Transitional cell carcinoma accounts for about 7% of all kidney cancers. This type of cancer does not start in the main part of the kidney. Instead, transitional cell carcinoma begins in the renal pelvis, the top part of the ureters. Your ureters are tubes that connect your kidneys to your bladder. Cancer can persist in the renal pelvis or spread to the kidney or bladder as malignant cells continue to grow.

The cells that line your ureters are called transitional cells because they have characteristics of cells found in the kidneys and bladder, but they can also change shape and stretch. Transitional cell carcinoma is also found in about 4% of people with bladder cancer.

You will not develop symptoms when transitional cell carcinoma is in its early stages. As the cancer progresses, symptoms may progress to common symptoms of kidney cancer in addition to extreme fatigue and painful or frequent urination.

Symptoms of Wilms tumor

Wilms tumor, also known as nephroblastoma, is a kidney cancer that primarily occurs in children, usually between the ages of 3 and 5 years. Tumors can develop in one or both kidneys. This condition is the most common kidney and stomach cancer and the fourth most common cancer in children.
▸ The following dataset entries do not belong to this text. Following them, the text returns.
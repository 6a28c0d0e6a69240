// THEORY:
// Topology and intermediate maps are float images with no fixed range, which
// most viewers cannot open. For inspection they are linearly rescaled onto
// 0..=255 and written as 8-bit grayscale PNGs. A map whose values are all equal
// becomes all black.

pub mod image_helper {
    use crate::core_modules::activation_map::{FloatImage, MapView};
    use image::codecs::png::PngEncoder;
    use image::{ExtendedColorType, ImageEncoder, ImageError};
    use std::path::Path;

    /// Rescales `values` so the smallest maps to 0 and the largest to 255.
    pub fn scale_to_u8(values: &[f32]) -> Vec<u8> {
        let (min, max) = values
            .iter()
            .filter(|v| v.is_finite())
            .fold((f32::INFINITY, f32::NEG_INFINITY), |(lo, hi), &v| {
                (lo.min(v), hi.max(v))
            });
        let span = max - min;
        if !span.is_finite() || span <= 0.0 {
            return vec![0; values.len()];
        }
        values
            .iter()
            .map(|&v| {
                if v.is_finite() {
                    ((v - min) / span * 255.0).round() as u8
                } else {
                    0
                }
            })
            .collect()
    }

    pub fn save(path: impl AsRef<Path>, width: u32, height: u32, buffer: &[u8]) -> Result<(), ImageError> {
        let output = std::fs::File::create(path)?;
        let encoder = PngEncoder::new(output);
        encoder.write_image(buffer, width, height, ExtendedColorType::L8)?;
        Ok(())
    }

    pub fn save_float_map(path: impl AsRef<Path>, image: &FloatImage) -> Result<(), ImageError> {
        let (width, height) = image.dimensions();
        save(path, width, height, &scale_to_u8(image.as_raw()))
    }

    pub fn save_map(path: impl AsRef<Path>, map: &dyn MapView) -> Result<(), ImageError> {
        save_float_map(path, &map.to_float_image())
    }
}

#[cfg(test)]
mod tests {
    use super::image_helper::*;
    use crate::core_modules::activation_map::{ActivationMap, FloatImage};
    use image::Luma;

    #[test]
    fn scaling_spans_full_range() {
        assert_eq!(scale_to_u8(&[1.0, 2.0, 3.0]), vec![0, 128, 255]);
        assert_eq!(scale_to_u8(&[4.0; 3]), vec![0, 0, 0]);
        assert_eq!(scale_to_u8(&[f32::NAN, 0.0, 1.0]), vec![0, 0, 255]);
        assert!(scale_to_u8(&[]).is_empty());
    }

    #[test]
    fn save_gradient_file() {
        let image = FloatImage::from_fn(64, 32, |x, y| Luma([(x + y) as f32 * 0.1]));
        let path = std::env::temp_dir().join("gica_gradient_file.png");
        save_float_map(&path, &image).expect("Error Saving File.");

        let reloaded = image::open(&path).unwrap().to_luma8();
        assert_eq!(reloaded.dimensions(), (64, 32));
        assert_eq!(reloaded.get_pixel(0, 0).0[0], 0);
        assert_eq!(reloaded.get_pixel(63, 31).0[0], 255);
        let _ = std::fs::remove_file(path);
    }

    #[test]
    fn save_activation_map() {
        let map = ActivationMap::from_cells(3, 2, vec![0, 1, 0, 1, 0, 1]).unwrap();
        let path = std::env::temp_dir().join("gica_activation_map.png");
        save_map(&path, &map).expect("Error Saving File.");

        let reloaded = image::open(&path).unwrap().to_luma8();
        assert_eq!(reloaded.as_raw(), &vec![0, 255, 0, 255, 0, 255]);
        let _ = std::fs::remove_file(path);
    }
}
// THEORY:
// An `ActivationMap` marks the pixels of one channel that carry signal. Like the
// adaptive thresholds of a learning chunk, the cut-off is not fixed: it is derived
// from the plane's own statistics, `threshold = mean + factor * std_dev`, so the
// same factor adapts to dim and bright channels alike. A pixel is active (1) only
// if it lies strictly above the threshold.
//
// The map is computed once and never mutated. Everything downstream (aggregate
// maps, correlation estimators) reads it through the `MapView` trait, which is
// shared with the `SumMap` and `ColocMap` so that every map pair can be fed to the
// same estimator.

use crate::core_modules::plane::plane::IntensityPlane;
use crate::core_modules::region::Region;
use crate::error::{GicaError, GicaResult};
use image::{ImageBuffer, Luma};
use tracing::debug;

pub type Cell = u8;
pub type FloatImage = ImageBuffer<Luma<f32>, Vec<f32>>;

/// Read access to a small-integer grid (binary masks and channel counts).
pub trait MapView: Send + Sync {
    fn width(&self) -> usize;
    fn height(&self) -> usize;
    /// Row-major cells, `width * height` entries.
    fn cells(&self) -> &[Cell];

    fn get(&self, x: usize, y: usize) -> Cell {
        self.cells()[y * self.width() + x]
    }

    /// Sum of cell values inside the region. For binary maps this is the number
    /// of active pixels.
    fn count_in(&self, region: &Region) -> usize {
        let cells = self.cells();
        region
            .indices(self.width())
            .map(|i| cells[i] as usize)
            .sum()
    }

    fn total(&self) -> usize {
        self.cells().iter().map(|&c| c as usize).sum()
    }

    /// The map as a float image, one cell per pixel.
    fn to_float_image(&self) -> FloatImage {
        let cells = self.cells();
        let width = self.width();
        ImageBuffer::from_fn(width as u32, self.height() as u32, |x, y| {
            Luma([cells[y as usize * width + x as usize] as f32])
        })
    }
}

/// Figures describing how a threshold was derived. Kept for diagnostics.
#[derive(Debug, Clone, Copy, PartialEq)]
pub struct ThresholdStats {
    pub mean: f64,
    pub variance: f64,
    pub threshold: f64,
    pub active: usize,
    pub total: usize,
}

impl ThresholdStats {
    pub fn active_ratio(&self) -> f64 {
        self.active as f64 / self.total as f64
    }
}

/// Binary mask of the pixels of one channel above its adaptive threshold.
#[derive(Debug, Clone, PartialEq)]
pub struct ActivationMap {
    width: usize,
    height: usize,
    cells: Vec<Cell>,
    stats: ThresholdStats,
}

impl ActivationMap {
    /// Thresholds a plane at `mean + factor * std_dev`.
    pub fn from_plane(plane: &IntensityPlane, factor: f64) -> GicaResult<Self> {
        if !factor.is_finite() || factor <= 0.0 {
            return Err(GicaError::invalid(
                "threshold_factor",
                format!("{factor} is not a positive finite number"),
            ));
        }
        let mean = plane.mean();
        let variance = plane.variance(mean)?;
        let threshold = mean + factor * variance.sqrt();

        let cells: Vec<Cell> = plane
            .pixels()
            .iter()
            .map(|&v| Cell::from(v as f64 > threshold))
            .collect();
        let active = cells.iter().filter(|&&c| c == 1).count();

        let stats = ThresholdStats {
            mean,
            variance,
            threshold,
            active,
            total: cells.len(),
        };
        debug!(
            mean,
            variance,
            threshold,
            active,
            total = stats.total,
            ratio = stats.active_ratio(),
            "activation map thresholded"
        );

        Ok(Self {
            width: plane.width(),
            height: plane.height(),
            cells,
            stats,
        })
    }

    /// Wraps an existing 0/1 grid. Values other than 0 count as active.
    pub fn from_cells(width: usize, height: usize, cells: Vec<Cell>) -> GicaResult<Self> {
        if cells.len() != width * height {
            return Err(GicaError::invalid(
                "cells",
                format!("{} cells supplied for a {}x{} map", cells.len(), width, height),
            ));
        }
        let cells: Vec<Cell> = cells.into_iter().map(|c| Cell::from(c != 0)).collect();
        let active = cells.iter().filter(|&&c| c == 1).count();
        let total = cells.len();
        Ok(Self {
            width,
            height,
            cells,
            stats: ThresholdStats {
                mean: 0.0,
                variance: 0.0,
                threshold: 0.0,
                active,
                total,
            },
        })
    }

    pub fn stats(&self) -> &ThresholdStats {
        &self.stats
    }

    pub fn is_active(&self, x: usize, y: usize) -> bool {
        self.get(x, y) == 1
    }
}

impl MapView for ActivationMap {
    fn width(&self) -> usize {
        self.width
    }

    fn height(&self) -> usize {
        self.height
    }

    fn cells(&self) -> &[Cell] {
        &self.cells
    }
}
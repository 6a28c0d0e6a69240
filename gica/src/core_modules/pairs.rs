// THEORY:
// The gamma norm is not one correlation but the Euclidean length of a vector of
// correlations. This module decides which map pairs make up that vector and how
// their results are folded together.
//
// The enumeration order is fixed:
// 1.  every channel with every later channel (i < j, strictly upper-triangular),
// 2.  every channel with the colocalization map,
// 3.  the sum map with the colocalization map.
// For N channels that is P = C(N, 2) + N + 1 pairs, and `r_max = sqrt(P)` is the
// length of the vector when every correlation is 1. The same count is used for
// progress reporting and for the `af` normalisation, so the two cannot disagree.

use crate::core_modules::activation_map::MapView;
use crate::core_modules::channel_set::ChannelSet;

/// Identifies the two maps of a pair. Slot indices address the maps of a
/// `ChannelSet` as `[channel 0, .., channel N-1, sum, coloc]`.
#[derive(Debug, Clone, Copy, PartialEq, Eq, Hash)]
pub enum PairKind {
    Channels(usize, usize),
    ChannelColoc(usize),
    SumColoc,
}

impl PairKind {
    pub fn label(&self) -> String {
        match self {
            PairKind::Channels(i, j) => format!("r_ij Ch {i},{j}"),
            PairKind::ChannelColoc(i) => format!("r_col,{i}"),
            PairKind::SumColoc => "r_col,sum".to_string(),
        }
    }

    /// Slot indices of the two maps for a set of `channel_count` channels.
    pub fn slots(&self, channel_count: usize) -> (usize, usize) {
        let sum = channel_count;
        let coloc = channel_count + 1;
        match *self {
            PairKind::Channels(i, j) => (i, j),
            PairKind::ChannelColoc(i) => (i, coloc),
            PairKind::SumColoc => (sum, coloc),
        }
    }
}

/// Two maps of a `ChannelSet` to be correlated.
pub struct MapPair<'a> {
    pub kind: PairKind,
    pub first: &'a dyn MapView,
    pub second: &'a dyn MapView,
}

/// Number of enumerated pairs for `channel_count` channels.
pub fn pair_count(channel_count: usize) -> usize {
    channel_count * channel_count.saturating_sub(1) / 2 + channel_count + 1
}

/// Length of the correlation vector when every pair correlates perfectly.
pub fn r_max(channel_count: usize) -> f64 {
    (pair_count(channel_count) as f64).sqrt()
}

/// Pair kinds in enumeration order.
pub fn pair_kinds(channel_count: usize) -> Vec<PairKind> {
    let mut kinds = Vec::with_capacity(pair_count(channel_count));
    for i in 0..channel_count {
        for j in i + 1..channel_count {
            kinds.push(PairKind::Channels(i, j));
        }
    }
    kinds.extend((0..channel_count).map(PairKind::ChannelColoc));
    kinds.push(PairKind::SumColoc);
    kinds
}

/// All pairs of a channel set in enumeration order.
pub fn enumerate_pairs(set: &ChannelSet) -> Vec<MapPair<'_>> {
    let maps = slot_maps(set);
    pair_kinds(set.len())
        .into_iter()
        .map(|kind| {
            let (a, b) = kind.slots(set.len());
            MapPair {
                kind,
                first: maps[a],
                second: maps[b],
            }
        })
        .collect()
}

/// The maps of a set in slot order: channels, then sum, then coloc.
pub fn slot_maps(set: &ChannelSet) -> Vec<&dyn MapView> {
    let mut maps: Vec<&dyn MapView> = set.channels().iter().map(|c| c as &dyn MapView).collect();
    maps.push(set.sum());
    maps.push(set.coloc());
    maps
}

/// Accumulates squared per-pair samples and takes the elementwise square root.
#[derive(Debug, Clone)]
pub struct EuclideanCombiner {
    sum_sq: Vec<f64>,
    pairs: usize,
}

impl EuclideanCombiner {
    pub fn new(samples: usize) -> Self {
        Self {
            sum_sq: vec![0.0; samples],
            pairs: 0,
        }
    }

    /// Adds one pair's samples. Extra samples beyond the combiner's length are
    /// ignored.
    pub fn add(&mut self, samples: &[f64]) {
        for (acc, s) in self.sum_sq.iter_mut().zip(samples) {
            *acc += s * s;
        }
        self.pairs += 1;
    }

    pub fn pairs(&self) -> usize {
        self.pairs
    }

    pub fn finish(self) -> Vec<f64> {
        self.sum_sq.into_iter().map(f64::sqrt).collect()
    }
}

/// Mean and sample standard deviation (divides by n - 1).
pub fn mean_and_sample_std(values: &[f64]) -> (f64, f64) {
    let n = values.len();
    if n == 0 {
        return (0.0, 0.0);
    }
    let mean = values.iter().sum::<f64>() / n as f64;
    if n < 2 {
        return (mean, 0.0);
    }
    let sum_sq: f64 = values.iter().map(|v| (v - mean).powi(2)).sum();
    (mean, (sum_sq / (n - 1) as f64).sqrt())
}
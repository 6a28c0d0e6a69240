use gica::core_modules::pairs::r_max;
use gica::{
    split_channels, ActivationCache, AnalysisConfig, GammaNorm, GicaError, IntensityPlane,
    MeasurementLog, Region, ScanOutcome, ScanState,
};
use image::{DynamicImage, Rgb, RgbImage};
use rand::rngs::StdRng;
use rand::{Rng, SeedableRng};
use tokio::sync::mpsc;

/// Three channels sharing two bright squares on a noisy background.
fn colocalized_rgb(size: u32, seed: u64) -> DynamicImage {
    let mut rng = StdRng::seed_from_u64(seed);
    let image = RgbImage::from_fn(size, size, |x, y| {
        let in_blob = (8..20).contains(&x) && (8..20).contains(&y)
            || (30..40).contains(&x) && (26..38).contains(&y);
        let mut channel = || {
            let noise = rng.gen_range(0..20u8);
            if in_blob { 200 + noise } else { noise }
        };
        Rgb([channel(), channel(), channel()])
    });
    DynamicImage::ImageRgb8(image)
}

/// Channels with independent random structure.
fn independent_planes(size: usize, seed: u64) -> Vec<IntensityPlane> {
    let mut rng = StdRng::seed_from_u64(seed);
    (0..3)
        .map(|_| IntensityPlane::from_fn(size, size, |_, _| rng.gen_range(0.0..100.0)))
        .collect()
}

fn config() -> AnalysisConfig {
    AnalysisConfig {
        threshold_factor: 1.0,
        topology_bin_size: 8,
        topology_stat_count: 10,
        rows_per_chunk: 4,
        worker_count: Some(2),
        sample_cache_len: 1 << 14,
        seed: Some(1234),
        ..AnalysisConfig::default()
    }
}

#[test]
fn rgb_image_measures_as_three_channels() {
    let planes = split_channels(&colocalized_rgb(48, 1)).unwrap();
    assert_eq!(planes.len(), 3);

    let analysis = GammaNorm::from_planes(&planes, config()).unwrap();
    let result = analysis.measure_region(Region::full(48, 48), "rgb").unwrap();

    assert_eq!(result.per_map_counts.len(), 4);
    assert!(result.g_norm > 0.8 * r_max(3), "g_norm {}", result.g_norm);
    assert!(result.af < 0.2);
    assert!(result.coloc_fraction > 0.0 && result.coloc_fraction < 1.0);

    let mut log = MeasurementLog::new();
    log.push(result);
    let rendered = log.to_string();
    assert!(rendered.starts_with(MeasurementLog::HEADER));
    assert!(rendered.trim_end().ends_with("rgb"));
}

#[test]
fn colocalized_channels_outscore_independent_ones() {
    let coloc = GammaNorm::from_planes(&split_channels(&colocalized_rgb(48, 2)).unwrap(), config())
        .unwrap()
        .measure_region(Region::full(48, 48), "coloc")
        .unwrap();
    let independent = GammaNorm::from_planes(&independent_planes(48, 2), config())
        .unwrap()
        .measure_region(Region::full(48, 48), "independent")
        .unwrap();
    assert!(coloc.g_norm > independent.g_norm);
    assert!(coloc.af < independent.af);
}

#[test]
fn validation_errors_surface_before_any_work() {
    let planes = independent_planes(16, 3);
    let err = GammaNorm::from_planes(&planes[..1], config()).unwrap_err();
    assert!(matches!(err, GicaError::ChannelCount { count: 1, .. }));
    assert!(err.is_validation());

    let analysis = GammaNorm::from_planes(&planes, config()).unwrap();
    let err = analysis.measure_region(Region::new(10, 10, 10, 10), "x").unwrap_err();
    assert!(matches!(err, GicaError::RegionOutOfBounds { .. }));
    let err = analysis.measure_region(Region::new(0, 0, 0, 5), "x").unwrap_err();
    assert_eq!(err, GicaError::EmptyRegion);
    let err = analysis.measure_region(Region::new(0, 0, 4, 4), "x").unwrap_err();
    assert!(matches!(err, GicaError::RegionTooSmall { bin_size: 8, .. }));
    assert!(err.is_validation());
}

#[test]
fn cache_reuses_thresholded_channels() {
    let cache = ActivationCache::new();
    let image = colocalized_rgb(32, 4);
    let first = cache
        .get_or_compute("sample.png", 1.0, || split_channels(&image))
        .unwrap();
    let second = cache
        .get_or_compute("sample.png", 1.0, || panic!("cached set should be reused"))
        .unwrap();
    assert!(std::sync::Arc::ptr_eq(&first, &second));

    let analysis = GammaNorm::new(second, config()).unwrap();
    assert_eq!(analysis.channels().len(), 3);
}

#[tokio::test]
async fn topology_highlights_the_shared_blobs() {
    let planes = split_channels(&colocalized_rgb(48, 5)).unwrap();
    let analysis = GammaNorm::from_planes(&planes, config()).unwrap();
    let result = analysis.topology().await.unwrap().completed().unwrap();

    assert_eq!(result.normalized.dimensions(), (48, 48));
    // a window straddling the blob edge correlates strongly, plain background does not
    let edge = result.normalized.get_pixel(20, 14).0[0];
    let background = result.normalized.get_pixel(40, 8).0[0];
    assert!(edge > background, "edge {edge} background {background}");

    let reopened = result.analysis().unwrap();
    assert_eq!(reopened.config(), &config());
}

#[tokio::test]
async fn topology_can_be_cancelled_mid_scan() {
    let analysis = GammaNorm::from_planes(
        &independent_planes(160, 6),
        AnalysisConfig {
            topology_bin_size: 12,
            topology_stat_count: 20,
            rows_per_chunk: 1,
            ..config()
        },
    )
    .unwrap();

    let (tx, mut rx) = mpsc::unbounded_channel();
    let scanner = analysis.topology_scanner().unwrap().with_progress(tx);
    let total = scanner.row_chunks().len();
    let cancel = scanner.cancel_handle();
    let mut states = scanner.subscribe();

    let canceller = tokio::spawn(async move {
        if rx.recv().await.is_some() {
            cancel.cancel();
        }
        let mut seen = 1;
        while rx.recv().await.is_some() {
            seen += 1;
        }
        seen
    });

    let outcome = scanner.run().await.unwrap();
    assert!(matches!(outcome, ScanOutcome::Cancelled));
    assert_eq!(*states.borrow_and_update(), ScanState::Cancelled);
    drop(scanner);

    let finished = canceller.await.unwrap();
    assert!(finished < total, "{finished} of {total} chunks ran");
}

#[tokio::test]
async fn async_measurement_matches_sync_measurement() {
    let analysis = GammaNorm::from_planes(&independent_planes(24, 7), config()).unwrap();
    let region = Region::new(2, 2, 16, 16);
    let sync = analysis.measure_region(region, "same").unwrap();
    let (tx, mut rx) = mpsc::unbounded_channel();
    let asynchronous = analysis.measure_region_async(region, "same", Some(tx)).await.unwrap();
    assert_eq!(sync, asynchronous);

    let mut last = None;
    while let Some(p) = rx.recv().await {
        last = Some(p);
    }
    let last = last.unwrap();
    assert_eq!(last.completed, last.total);
}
Children with Wilms tumor often have no symptoms until the cancer metastasizes (spreads). This explains why a swollen or enlarged abdomen is often the first symptom that may be noticed. Abdominal pain is the most common symptom, occurring in 30-40% of children with Wilms’ tumor.

Some other symptoms of this type include high blood pressure and nausea. About 25% of children with Wilms’ tumor have high blood pressure. Fortunately, in many cases, removing the tumor reduces blood pressure.

When to contact your doctor?

Kidney cancer is often detected during a routine check-up. However, if you notice any major symptoms such as blood in your urine, lumps or pain in the kidney area, or sudden weight loss, see your doctor as soon as possible.

Doctors may order tests to confirm your diagnosis and guide your treatment plan.

Summary: Kidney cancer is a rare type of cancer that does not cause symptoms in the early stages. Unfortunately, most people don’t even know they have this condition unless a health care provider accidentally discovers it after a routine doctor’s visit.

There are three main types of kidney cancer: renal cell carcinoma, transitional cell carcinoma, and Wilms tumor. They have many common symptoms, such as blood in the urine, pain or lumps in the lower back, unexplained weight loss, loss of appetite, and anemia. If you have these symptoms or may be at risk for kidney cancer, it’s important to see your doctor right away to detect the disease early and begin treatment.